(Entries provided begins)

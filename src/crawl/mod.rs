// src/crawl/mod.rs
// =============================================================================
// This module drives the crawl.
//
// Features:
// - Breadth-first crawling starting from the seed URL
// - Respects same-domain restriction (doesn't crawl external sites)
// - Page budget: stops after --max-pages pages
// - Polite crawling with a delay between pages
// - Stops promptly when the user presses Ctrl-C, cancelling requests in flight
//
// Rust concepts:
// - Collections: HashSet for tracking visited URLs, VecDeque for the queue
// - Channels: tokio's watch channel carries the "please stop" flag
// =============================================================================

mod scheduler;

pub use scheduler::Crawler;

use std::future::Future;
use std::path::PathBuf;
use tokio::sync::watch;

/// What a finished (or interrupted) crawl did.
#[derive(Debug, Clone, PartialEq)]
pub struct CrawlSummary {
    pub pages_crawled: usize,
    pub images_downloaded: usize,
    pub download_dir: PathBuf,
    pub interrupted: bool,
}

/// Sending half of the stop flag. Call `trigger` to ask the crawl to stop.
pub struct ShutdownTrigger(watch::Sender<bool>);

/// Receiving half of the stop flag, checked between steps and raced against requests.
#[derive(Clone)]
pub struct Shutdown(watch::Receiver<bool>);

pub fn shutdown_channel() -> (ShutdownTrigger, Shutdown) {
    let (tx, rx) = watch::channel(false);
    (ShutdownTrigger(tx), Shutdown(rx))
}

impl ShutdownTrigger {
    pub fn trigger(&self) {
        // send_replace works even if every receiver is gone
        self.0.send_replace(true);
    }
}

impl Shutdown {
    /// A flag nobody can ever raise.
    #[cfg(test)]
    pub fn never() -> Self {
        shutdown_channel().1
    }

    pub fn is_requested(&self) -> bool {
        *self.0.borrow()
    }

    /// Resolves once a stop was requested. Never resolves if the trigger was
    /// dropped without firing.
    pub async fn requested(&mut self) {
        if self.0.wait_for(|stop| *stop).await.is_err() {
            std::future::pending::<()>().await;
        }
    }

    /// Runs `work` to completion, or drops it as soon as a stop is requested.
    ///
    /// Returns `None` when the stop won. Any network request inside `work` is
    /// cancelled with it.
    pub async fn unless_requested<F: Future>(&self, work: F) -> Option<F::Output> {
        if self.is_requested() {
            return None;
        }

        let mut stop = self.clone();
        tokio::select! {
            output = work => Some(output),
            _ = stop.requested() => None,
        }
    }
}

#[cfg(test)]
mod tests {
    use super::*;
    use std::time::Duration;

    #[tokio::test]
    async fn test_trigger_is_seen_by_receiver() {
        let (trigger, mut shutdown) = shutdown_channel();
        assert!(!shutdown.is_requested());

        trigger.trigger();
        assert!(shutdown.is_requested());
        tokio::time::timeout(Duration::from_secs(1), shutdown.requested())
            .await
            .expect("stop request should resolve");
    }

    #[tokio::test]
    async fn test_never_stays_quiet() {
        let mut shutdown = Shutdown::never();
        assert!(!shutdown.is_requested());
        let waited = tokio::time::timeout(Duration::from_millis(20), shutdown.requested()).await;
        assert!(waited.is_err());
    }

    #[tokio::test]
    async fn test_unless_requested_lets_work_finish() {
        let shutdown = Shutdown::never();
        assert_eq!(shutdown.unless_requested(async { 7 }).await, Some(7));
    }

    #[tokio::test]
    async fn test_unless_requested_cancels_hanging_work() {
        let (trigger, shutdown) = shutdown_channel();
        let hanging = std::future::pending::<()>();

        let stopper = async {
            tokio::time::sleep(Duration::from_millis(10)).await;
            trigger.trigger();
        };
        let (outcome, ()) = tokio::time::timeout(Duration::from_secs(1), async {
            tokio::join!(shutdown.unless_requested(hanging), stopper)
        })
        .await
        .expect("a stop request should cancel the work");

        assert_eq!(outcome, None);
    }

    #[tokio::test]
    async fn test_unless_requested_skips_work_after_stop() {
        let (trigger, shutdown) = shutdown_channel();
        trigger.trigger();

        let mut ran = false;
        let outcome = shutdown.unless_requested(async { ran = true }).await;
        assert_eq!(outcome, None);
        assert!(!ran);
    }
}
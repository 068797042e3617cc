// src/download/filename.rs
// =============================================================================
// Picks the file name an image is saved under.
//
// Rules:
// 1. If the URL path ends in a file name with an image extension, use it
//    (https://x.test/photos/cat.png -> cat.png)
// 2. Otherwise invent one from a hash of the URL plus an extension guessed
//    from the Content-Type (https://cdn.test/img?id=7 -> image_1a2b3c4d.png)
// 3. Replace characters Windows won't accept in file names with '_'
//
// Collisions (two different URLs both called cat.png) are resolved by the
// downloader with numbered() below: cat.png, cat_1.png, cat_2.png, ...
// =============================================================================

use crate::config::CrawlConfig;
use sha2::{Digest, Sha256};
use url::Url;

// Characters that are illegal (or dangerous) in file names on common filesystems
const UNSAFE_CHARS: &[char] = &['<', '>', ':', '"', '/', '\\', '|', '?', '*'];

/// The base file name for `url`, before collision handling.
pub fn filename_for(url: &Url, content_type: &str, config: &CrawlConfig) -> String {
    let basename = url
        .path_segments()
        .and_then(|mut segments| segments.next_back())
        .unwrap_or("");

    let name = if !basename.is_empty() && config.has_image_extension(basename) {
        basename.to_string()
    } else {
        format!("image_{}{}", url_hash(url), extension_for(content_type))
    };

    sanitize(&name)
}

/// First 8 hex digits of the SHA-256 of the URL.
pub fn url_hash(url: &Url) -> String {
    let digest = format!("{:x}", Sha256::digest(url.as_str().as_bytes()));
    digest[..8].to_string()
}

/// File extension for an image content type, `.jpg` when we can't tell.
pub fn extension_for(content_type: &str) -> &'static str {
    let mime = content_type
        .split(';')
        .next()
        .unwrap_or("")
        .trim()
        .to_ascii_lowercase();

    match mime.as_str() {
        "image/png" => ".png",
        "image/gif" => ".gif",
        "image/webp" => ".webp",
        "image/bmp" | "image/x-ms-bmp" => ".bmp",
        "image/svg+xml" => ".svg",
        "image/x-icon" | "image/vnd.microsoft.icon" => ".ico",
        "image/tiff" => ".tiff",
        "image/avif" => ".avif",
        _ => ".jpg",
    }
}

pub fn sanitize(name: &str) -> String {
    name.chars()
        .map(|c| if UNSAFE_CHARS.contains(&c) { '_' } else { c })
        .collect()
}

/// `name.ext` -> `name_<n>.ext`
pub fn numbered(name: &str, n: usize) -> String {
    match name.rfind('.') {
        Some(dot) if dot > 0 => format!("{}_{}{}", &name[..dot], n, &name[dot..]),
        _ => format!("{}_{}", name, n),
    }
}
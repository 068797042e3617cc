// src/crawl/scheduler.rs
// =============================================================================
// This module implements the crawl loop with a breadth-first approach.
//
// How it works:
// 1. Start with the seed URL in a queue (the "frontier")
// 2. Pop the next URL; skip it if visited or blocked by robots.txt
// 3. Fetch the page once, download its images
// 4. Add up to 10 same-domain links to the back of the queue
// 5. Mark the page visited, wait politely, repeat
// 6. Stop when the queue is empty, the page budget is used up, or the user
//    pressed Ctrl-C
//
// The queue may briefly hold the same URL twice (two pages link to it);
// the visited check at the top of the loop makes sure it's processed once.
// =============================================================================

use super::{CrawlSummary, Shutdown};
use crate::config::CrawlConfig;
use crate::download::Downloader;
use crate::extract::Extractor;
use crate::fetch::{fetch_text, Fetch};
use crate::robots::RobotsPolicy;
use anyhow::{Context, Result};
use std::collections::{HashSet, VecDeque};
use std::sync::Arc;
use tracing::{error, info};
use url::Url;

/// New links taken from a single page, so link-heavy pages can't flood the queue.
const MAX_NEW_LINKS_PER_PAGE: usize = 10;

pub struct Crawler {
    config: Arc<CrawlConfig>,
    fetcher: Arc<dyn Fetch>,
    policy: Arc<RobotsPolicy>,
    extractor: Extractor,
    downloader: Downloader,
    frontier: VecDeque<Url>,
    visited: HashSet<String>,
    pages_crawled: usize,
}

impl Crawler {
    /// Creates the download directory and loads robots.txt.
    ///
    /// Failing to create the directory is the only error; robots.txt
    /// problems just mean everything is allowed.
    pub async fn new(config: CrawlConfig, fetcher: Arc<dyn Fetch>) -> Result<Self> {
        tokio::fs::create_dir_all(&config.download_dir)
            .await
            .with_context(|| {
                format!("Failed to create download directory {}", config.download_dir.display())
            })?;

        let config = Arc::new(config);
        let policy = Arc::new(
            RobotsPolicy::load(fetcher.as_ref(), &config.seed, &config.robots_agent).await,
        );

        info!("Initialized crawler for {}", config.seed);
        info!("Download directory: {}", config.download_dir.display());
        info!("Delay between requests: {:?}", config.delay);
        info!("Page budget: {}", config.max_pages);

        Ok(Self {
            extractor: Extractor::new(fetcher.clone(), config.clone()),
            downloader: Downloader::new(fetcher.clone(), policy.clone(), config.clone()),
            frontier: VecDeque::from([config.seed.clone()]),
            visited: HashSet::new(),
            pages_crawled: 0,
            config,
            fetcher,
            policy,
        })
    }

    /// Runs until the frontier is empty, the page budget is spent, or
    /// `shutdown` fires.
    pub async fn crawl(&mut self, mut shutdown: Shutdown) -> CrawlSummary {
        info!("Starting website crawl...");
        let mut interrupted = false;

        while self.pages_crawled < self.config.max_pages {
            if shutdown.is_requested() {
                interrupted = true;
                break;
            }

            // Process the queue until empty
            let Some(current) = self.frontier.pop_front() else {
                break;
            };

            // Skip if already visited
            if self.visited.contains(current.as_str()) {
                continue;
            }

            if !self.policy.is_allowed(&current) {
                info!("Skipping {} - blocked by robots.txt", current);
                continue;
            }

            info!(
                "Crawling page {}/{}: {}",
                self.pages_crawled + 1,
                self.config.max_pages,
                current
            );

            match self.process_page(&current, &shutdown).await {
                PageOutcome::Done => {}
                PageOutcome::StoppedPartway => interrupted = true,
                // The page never arrived, so it doesn't use up the budget
                PageOutcome::NotFetched => {
                    interrupted = true;
                    break;
                }
            }

            self.visited.insert(current.to_string());
            self.pages_crawled += 1;

            if interrupted {
                break;
            }

            // Polite crawling: wait before the next page, unless told to stop
            tokio::select! {
                _ = tokio::time::sleep(self.config.delay) => {}
                _ = shutdown.requested() => {
                    interrupted = true;
                    break;
                }
            }
        }

        if interrupted {
            info!("Crawling interrupted by user.");
        } else {
            info!("Crawling completed!");
        }

        let summary = CrawlSummary {
            pages_crawled: self.pages_crawled,
            images_downloaded: self.downloader.downloaded_count(),
            download_dir: self.config.download_dir.clone(),
            interrupted,
        };

        info!("Pages crawled: {}", summary.pages_crawled);
        info!("Images downloaded: {}", summary.images_downloaded);
        info!("Download directory: {}", summary.download_dir.display());

        summary
    }

    // Downloads the page's images and queues its links
    async fn process_page(&mut self, page_url: &Url, shutdown: &Shutdown) -> PageOutcome {
        let fetched = shutdown
            .unless_requested(fetch_text(self.fetcher.as_ref(), page_url))
            .await;

        // A page we can't fetch counts as a page with nothing on it
        let body = match fetched {
            None => return PageOutcome::NotFetched,
            Some(Ok(body)) => body,
            Some(Err(e)) => {
                error!("Failed to fetch {}: {:#}", page_url, e);
                String::new()
            }
        };

        let images = self.extractor.extract_images(page_url, &body, shutdown).await;
        let mut images_downloaded = 0;

        for image_url in &images {
            if shutdown.is_requested() {
                return PageOutcome::StoppedPartway;
            }
            if self.downloader.download(image_url, shutdown).await {
                images_downloaded += 1;
            }
        }

        info!("Downloaded {} images from {}", images_downloaded, page_url);
        if shutdown.is_requested() {
            return PageOutcome::StoppedPartway;
        }

        // The last page in the budget doesn't need links: nobody will visit them
        if self.pages_crawled + 1 < self.config.max_pages {
            let links = self.extractor.extract_links(page_url, &body, &self.visited);
            self.frontier
                .extend(links.into_iter().take(MAX_NEW_LINKS_PER_PAGE));
        }

        PageOutcome::Done
    }
}

enum PageOutcome {
    Done,
    /// Stopped after the page was fetched; it still counts as crawled
    StoppedPartway,
    /// Stopped while the page itself was loading
    NotFetched,
}

// -----------------------------------------------------------------------------
// BEGINNER NOTES:
//
// 1. What is let-else?
//    - let Some(current) = self.frontier.pop_front() else { break; };
//    - If the pattern matches, `current` is bound for the rest of the loop
//    - If not, the else block runs and must leave (break, continue, return)
//    - One less level of nesting than match or if let
//
// 2. Why VecDeque for the frontier?
//    - extend() appends to the back, pop_front() takes from the front
//    - Both are O(1), which is what breadth-first order needs
//
// 3. What does tokio::select! do?
//    - Waits on several futures at once
//    - Runs the branch of whichever finishes first
//    - The other futures are dropped, which cancels them
//    - That's how the polite sleep ends early on Ctrl-C
//
// 4. Why return an enum instead of a bool?
//    - "stopped" can mean two things here: the page was fetched or it wasn't
//    - Only a fetched page counts toward the budget
//    - The compiler makes the loop handle every variant
// -----------------------------------------------------------------------------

(Entries provided ends)

▸ **Exercise instructions**: Copy every line of the material above in which the string "Done" can be found.

▸ **Answer to this task**:
                PageOutcome::Done => {}
        PageOutcome::Done
    Done,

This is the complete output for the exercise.